Creating a Wireframe using Contour Rendering

Minor Project Technical Paper Daniel Rolph

Contour rendering is a way of creating wireframe images without using the Toon render options, and without having to harden edges. It can also be used to create an outline around an object, give the impression of a drawing, or many other tricks.

The first step is to enable contour rendering. This is done by opening the attribute editor for the shading group that the material on the object in question. If you are making a wireframe, it is best to apply a Lambert shader with Matte Opacity set to Black Hole.

Expand the “Mental Ray” options in the group attributes, and click the box marked “Enable Contour Rendering.

Make sure that it is set to “Absolute Width”

The “Width” slider controls the width of the lines; it is the only way to control this.

Next, open the Render Settings, and set the scene to render using Mental Ray.

Open the “Features” Tab, and scroll down to the bottom.

Expand the Contours Tab, and click on the “Enable Contour Rendering” box.

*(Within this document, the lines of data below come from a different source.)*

use anyhow::{Context, Result};
use log::info;

use crate::cli::SerialOpts;
use crate::frame::{REQUEST, ResponseFrame};
use crate::port::{Connector, Link, SerialConnector};

/// One request/response against the analyzer, for commissioning.
/// Touches neither the PWM outputs nor the failure counters.
pub fn run(opts: &SerialOpts) -> Result<()> {
    let mut connector = SerialConnector::new(opts.clone());
    info!("probe: {:?}", opts);
    let mut link = connector.connect()?;
    let co = exchange(&mut link)?;
    println!("co={co}");
    Ok(())
}

pub fn exchange<L: Link>(link: &mut L) -> Result<u16> {
    let mut frame = ResponseFrame::new();
    link.send(&REQUEST).context("send request")?;
    let n = link.recv(frame.buf_mut()).context("read response")?;
    frame.set_received(n);
    frame
        .co_value()
        .with_context(|| format!("response {:02X?}", frame.received()))
}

Next, set Over-Sample to 3 (this improves the smoothness of the wireframe, by rendering it 3 times and averaging)

Then, set the Filter Type to “Gaussian Filter”

At the moment, rendering produces no lines, as none of the render options are enabled

Selecting “Around Silhouette (Coverage)” results in a line being drawn around the outside edge of the object.

Selecting “Around all poly faces” draws a line around every poly face. Usually, this will be enough to create a wireframe, but sometimes a few edges will be missing

Selecting “Around coplanar faces” draws a line at every hard edge that isn’t flat

Selecting “Front vs. back face contours” draws a line wherever a piece of geometry is in front of a different piece of geometry

To make a wireframe, enable:

• Around silhouette (Coverage)

• Around all poly faces

• Front vs. back face contours

It’s also possible to show the triangles that make up the polygons of the model without changing the geometry. To do this, enable:

• Around silhouette (Coverage)

• Around coplanar faces

• Between different instances

• Around render tesselation

• Front vs. back face contours

One final piece of advice: Since contour rendering is part of mental ray, it will take account of any smoothing you have done in the viewport. Therefore, it is usually a good idea to unsmooth the geometry of whatever you are wireframing, unless you want an extremely high-resolution wireframe.